Quando, por volta de 1970, os Estados Unidos se deram conta pela primeira vez de que sua dominação hegemônica era ameaçada pela crescente força econômica (e, por conseqüência, geopolítica) da Europa Ocidental e do Japão, trataram de mudar sua postura, buscando evitar que assumissem uma posição independente demais nos assuntos mundiais.
Os EUA enviaram a seguinte mensagem, ainda que não com estas palavras: “até agora, temos tratado vocês como satélites e exigido que nos sigam sem questionamento algum na cena mundial. Mas agora vocês estão mais fortes. Assim, convidamos vocês a serem sócios – sócios menores – que farão parte conosco na tomada de decisões coletivas, desde que não se afastem demais por conta própria”. Esta nova política estadunidense foi institucionalizada de diferentes maneiras – especialmente com a criação do G7, da Comissão Trilateral e do Fórum Econômico Mundial de Davos como espaço de encontro da “amigável” elite mundial.
O objetivo principal dos EUA era desacelerar a decadência de seu poder geopolítico. A nova política funcionou durante cerca de 20 anos. Dois eventos sucessivos causaram o seu fim. O primeiro foi a desintegração da União Soviética (1989-1991), que desmantelou o argumento principal que os EUA tinham usado com seus “sócios”: que não deviam ser demais “independentes” no cenário mundial. O segundo evento foi o militarismo “macho” unilateral e autoderrotado do regime de Bush. Em vez de restaurar a hegemonia estadunidense, resultou no devastador fracasso dos EUA em 2003, quando não conseguiu obter o respaldo do Conselho de Segurança da ONU para a invasão do Iraque.
As políticas neoconservadoras de Bush foram um absoluto tiro no pé e converteram o lento declínio do poder geopolítico estadunidense em uma queda precipitada. Hoje, quase todos reconhecem que os EUA não têm a influência que já tiveram.

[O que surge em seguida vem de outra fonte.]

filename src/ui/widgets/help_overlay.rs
//! Help overlay widget

use ratatui::{
    buffer::Buffer,
    layout::Rect,
    style::Style,
    text::{Line, Span},
    widgets::{Block, Borders, Clear, Widget},
};

use crate::core::events::KeyBindings;
use crate::ui::theme::Theme;

pub struct HelpOverlay<'a> {
    theme: &'a Theme,
}

impl<'a> HelpOverlay<'a> {
    pub fn new(theme: &'a Theme) -> Self {
        Self { theme }
    }
}

impl<'a> Widget for HelpOverlay<'a> {
    fn render(self, area: Rect, buf: &mut Buffer) {
        Clear.render(area, buf);

        let block = Block::default()
            .title(Span::styled(" pgtop help ", self.theme.styles.panel_title))
            .borders(Borders::ALL)
            .border_style(self.theme.styles.panel_border_focused)
            .style(Style::default().bg(self.theme.colors.bg_secondary));

        let inner = block.inner(area);
        block.render(area, buf);

        let mut y = inner.y;
        for (key, desc) in KeyBindings::help_entries() {
            if y >= inner.y + inner.height {
                break;
            }
            let line = Line::from(vec![
                Span::styled(format!("  {:>14}  ", key), self.theme.styles.keybind_key),
                Span::styled(desc, self.theme.styles.keybind),
            ]);
            buf.set_line(inner.x + 1, y, &line, inner.width.saturating_sub(2));
            y += 1;
        }

        if area.height < 2 || area.width < 26 {
            return;
        }
        let footer = Span::styled(
            " Press Esc or ? to close ",
            Style::default().fg(self.theme.colors.fg_muted),
        );
        buf.set_span(
            area.x + (area.width - 25) / 2,
            area.y + area.height - 1,
            &footer,
            25,
        );
    }
}
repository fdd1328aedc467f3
//! Query templates and their expansion against a capability profile

pub mod templates;

use once_cell::sync::Lazy;
use regex::Regex;
use std::collections::BTreeMap;
use thiserror::Error;

use crate::integrations::postgres::CapabilityProfile;

/// Template expansion failure
#[derive(Debug, Clone, PartialEq, Eq, Error)]
pub enum ExpandError {
    #[error("unknown placeholder '{{{{{0}}}}}' in query template")]
    UnknownPlaceholder(String),

    #[error("unterminated placeholder at offset {0} in query template")]
    Unterminated(usize),
}

/// Values substituted into query templates.
///
/// Built once from a [`CapabilityProfile`]; the same set is shared by every
/// view so two views never see different facts about the server.
#[derive(Debug, Clone, Default, PartialEq, Eq)]
pub struct Options {
    values: BTreeMap<&'static str, String>,
}

impl Options {
    pub fn from_profile(profile: &CapabilityProfile) -> Self {
        let mut values = BTreeMap::new();

        values.insert("target_version", profile.version.to_string());
        values.insert(
            "recovery_state",
            if profile.in_recovery { "on" } else { "off" }.to_string(),
        );
        values.insert(
            "application_name",
            profile.application_name.replace('\'', "''"),
        );
        values.insert(
            "track_commit_timestamp",
            if profile.features.track_commit_timestamp {
                "on"
            } else {
                "off"
            }
            .to_string(),
        );

        // WAL functions were renamed in 10; a standby reports the received position.
        let (wal_function, wal_diff_function) = match (profile.version >= 100000, profile.in_recovery)
        {
            (true, false) => ("pg_current_wal_lsn", "pg_wal_lsn_diff"),
            (true, true) => ("pg_last_wal_receive_lsn", "pg_wal_lsn_diff"),
            (false, false) => ("pg_current_xlog_location", "pg_xlog_location_diff"),
            (false, true) => ("pg_last_xlog_receive_location", "pg_xlog_location_diff"),
        };
        values.insert("wal_function", wal_function.to_string());
        values.insert("wal_diff_function", wal_diff_function.to_string());

        Self { values }
    }

    pub fn get(&self, name: &str) -> Option<&str> {
        self.values.get(name).map(String::as_str)
    }
}

static PLACEHOLDER: Lazy<Regex> =
    Lazy::new(|| Regex::new(r"\{\{([^{}]*)\}\}").expect("Invalid placeholder regex"));

/// Expand `{{name}}` placeholders in `template`.
pub fn format(template: &str, options: &Options) -> Result<String, ExpandError> {
    let mut out = String::with_capacity(template.len());
    let mut last = 0;

    for caps in PLACEHOLDER.captures_iter(template) {
        let (Some(whole), Some(name)) = (caps.get(0), caps.get(1)) else {
            continue;
        };
        push_literal(&mut out, template, last, whole.start())?;

        let name = name.as_str().trim();
        let value = options
            .get(name)
            .ok_or_else(|| ExpandError::UnknownPlaceholder(name.to_string()))?;
        out.push_str(value);
        last = whole.end();
    }

    push_literal(&mut out, template, last, template.len())?;
    Ok(out)
}

/// Copy text between placeholders; an opening brace pair here was never closed.
fn push_literal(out: &mut String, template: &str, from: usize, to: usize) -> Result<(), ExpandError> {
    let literal = &template[from..to];
    if let Some(pos) = literal.find("{{") {
        return Err(ExpandError::Unterminated(from + pos));
    }
    out.push_str(literal);
    Ok(())
}

#[cfg(test)]
mod tests {
    use super::*;
    use crate::integrations::postgres::Features;
    use pretty_assertions::assert_eq;

    fn profile(version: u32, in_recovery: bool) -> CapabilityProfile {
        CapabilityProfile {
            version,
            in_recovery,
            features: Features::default(),
            application_name: "pgtop".to_string(),
        }
    }

    #[test]
    fn expands_known_placeholders() {
        let opts = Options::from_profile(&profile(150004, false));
        let sql = format(
            "SELECT {{wal_diff_function}}({{ wal_function }}(), '0/0') -- {{target_version}}",
            &opts,
        )
        .unwrap();
        assert_eq!(
            sql,
            "SELECT pg_wal_lsn_diff(pg_current_wal_lsn(), '0/0') -- 150004"
        );
    }

    #[test]
    fn standby_and_old_servers_use_matching_wal_functions() {
        let standby = Options::from_profile(&profile(130000, true));
        assert_eq!(standby.get("wal_function"), Some("pg_last_wal_receive_lsn"));
        assert_eq!(standby.get("recovery_state"), Some("on"));

        let old = Options::from_profile(&profile(90600, false));
        assert_eq!(old.get("wal_function"), Some("pg_current_xlog_location"));
        assert_eq!(old.get("wal_diff_function"), Some("pg_xlog_location_diff"));
    }

    #[test]
    fn application_name_is_quoted_for_literals() {
        let mut p = profile(150000, false);
        p.application_name = "o'top".to_string();
        let opts = Options::from_profile(&p);
        assert_eq!(
            format("'{{application_name}}'", &opts).unwrap(),
            "'o''top'"
        );
    }

    #[test]
    fn rejects_unknown_and_unterminated_placeholders() {
        let opts = Options::from_profile(&profile(150000, false));
        assert_eq!(
            format("SELECT {{nope}}", &opts),
            Err(ExpandError::UnknownPlaceholder("nope".to_string()))
        );
        assert_eq!(
            format("SELECT {{target_version", &opts),
            Err(ExpandError::Unterminated(7))
        );
        assert_eq!(
            format("SELECT {{target_version}}, {{wal_function", &opts),
            Err(ExpandError::Unterminated(27))
        );
    }

    #[test]
    fn expansion_is_deterministic() {
        let opts = Options::from_profile(&profile(120000, false));
        let first = format(templates::REPLICATION, &opts).unwrap();
        let second = format(templates::REPLICATION, &opts).unwrap();
        assert_eq!(first, second);
        assert!(!first.contains("{{"));
    }
}
use std::sync::Arc;

use crate::error::{EngineError, EntityKind, Result};
use crate::logic::validate::{self, Payload};
use crate::model::{
    project_all, ActorId, Id, Model, Pagination, Projection, SchemaSnapshot, SearchCriteria,
    UpdateOutcome,
};
use crate::store::ModelStore;

/// Operations on model blueprints and their schema history
pub struct ModelService<S> {
    store: Arc<S>,
}

impl<S> Clone for ModelService<S> {
    fn clone(&self) -> Self {
        Self {
            store: Arc::clone(&self.store),
        }
    }
}

impl<S: ModelStore> ModelService<S> {
    pub fn new(store: Arc<S>) -> Self {
        Self { store }
    }

    pub fn store(&self) -> &Arc<S> {
        &self.store
    }

    /// Number of live models matching `criteria`
    pub async fn count(&self, criteria: &SearchCriteria) -> Result<u64> {
        self.store.count_models(criteria).await
    }

    /// One page of live models, projected to the criteria's selected fields
    pub async fn paginate(
        &self,
        page: u32,
        limit: u32,
        criteria: &SearchCriteria,
    ) -> Result<Vec<Projection<Model>>> {
        let models = self
            .store
            .list_models(Pagination::new(page, limit), criteria)
            .await?;
        Ok(project_all(models, criteria.selected_fields()))
    }

    pub async fn find(&self, id: Id) -> Result<Model> {
        self.store
            .get_model(id, false)
            .await?
            .ok_or_else(|| EngineError::not_found(EntityKind::Model, id))
    }

    pub async fn create(&self, payload: &Payload, actor: ActorId) -> Result<Id> {
        let model = validate::new_model(payload)?;
        let name = model.name.clone();
        let id = self.store.insert_model(model, actor).await?;
        log::info!("Model {} '{}' created by user {}", id, name, actor);
        Ok(id)
    }

    pub async fn update(&self, id: Id, payload: &Payload, actor: ActorId) -> Result<UpdateOutcome> {
        let changes = validate::model_changes(payload)?;
        // Existence is checked before the no-op shortcut
        self.find(id).await?;

        if changes.is_empty() {
            log::debug!("Update of model {} carried no changes", id);
            return Ok(UpdateOutcome::NoChanges);
        }

        let new_schema = changes.fields.is_some();
        if !self.store.update_model(id, changes, actor).await? {
            return Err(EngineError::not_found(EntityKind::Model, id));
        }

        if new_schema {
            log::info!("Model {} updated with a new schema by user {}", id, actor);
        } else {
            log::info!("Model {} updated by user {}", id, actor);
        }
        Ok(UpdateOutcome::Updated)
    }

    /// Idempotent soft delete; also tombstones the models' entries
    pub async fn delete_models(&self, ids: &[Id], actor: ActorId) -> Result<u64> {
        if ids.is_empty() {
            return Ok(0);
        }
        let deleted = self.store.soft_delete_models(ids, actor).await?;
        log::info!("User {} soft-deleted {} of {} models", actor, deleted, ids.len());
        Ok(deleted)
    }

    /// Irreversibly remove models with their entries and snapshots
    pub async fn purge_models(&self, ids: &[Id]) -> Result<u64> {
        if ids.is_empty() {
            return Ok(0);
        }
        let purged = self.store.purge_models(ids).await?;
        log::info!("Purged {} of {} models", purged, ids.len());
        Ok(purged)
    }

    /// A schema snapshot by id; retained snapshots stay readable after the
    /// model moves on to a newer schema
    pub async fn snapshot(&self, id: Id) -> Result<SchemaSnapshot> {
        self.store
            .get_snapshot(id)
            .await?
            .ok_or_else(|| EngineError::not_found(EntityKind::Schema, id))
    }

    /// Every schema version of a live model, oldest first
    pub async fn history(&self, model_id: Id) -> Result<Vec<SchemaSnapshot>> {
        self.find(model_id).await?;
        self.store.list_snapshots(model_id).await
    }
}
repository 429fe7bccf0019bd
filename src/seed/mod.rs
pub mod data;

pub use data::*;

Poder-se-ia pensar que os EUA teriam aprendido algumas lições com os erros do governo Bush. Mas parece que hoje está tentando repetir o mesmo cenário com o Brasil. Desta vez, não passarão 20 anos para que esse intento se mostre fracassado. A principal jogada geopolítica de Obama até agora foi converter a reunião do G8 em uma reunião do G20. O grupo crucial que foi adicionado à reunião é formado pelos chamados países do BRIC (Brasil, Rússia, Índia e China). O que os EUA oferecem ao Brasil é “associar-se”. Isso fica muito claro em um recente relatório do grupo de trabalho do think tank CFR (Conselho de Relações Exteriores, em inglês) chamado de “US-Latin America Relations: A New Direction for a New Reality” (As relações Estados Unidos-América Latina:uma nova direção para uma nova realidade). O CFR é a voz do establishment e este relatório, provavelmente, reflete o pensamento da Casa Branca.
Há duas frases cruciais neste informe relacionadas ao Brasil. A primeira diz: “o grupo de trabalho considera que aprofundar as relações estratégicas com Brasil e México e reformular os esforços diplomáticos com Venezuela e Cuba não só estabelecerão uma maior interação frutífera com estes países, como também transformarão positivamente as relações EUA-América Latina. A segunda frase do documento refere-se diretamente ao Brasil: “O grupo de trabalho recomenda que os EUA construam sua colaboração existente com o Brasil no que diz respeito ao etanol para desenvolver uma parceria mais consistente, coordenada e ampla que incorpore um amplo leque de assuntos bilaterais, regionais e globais”.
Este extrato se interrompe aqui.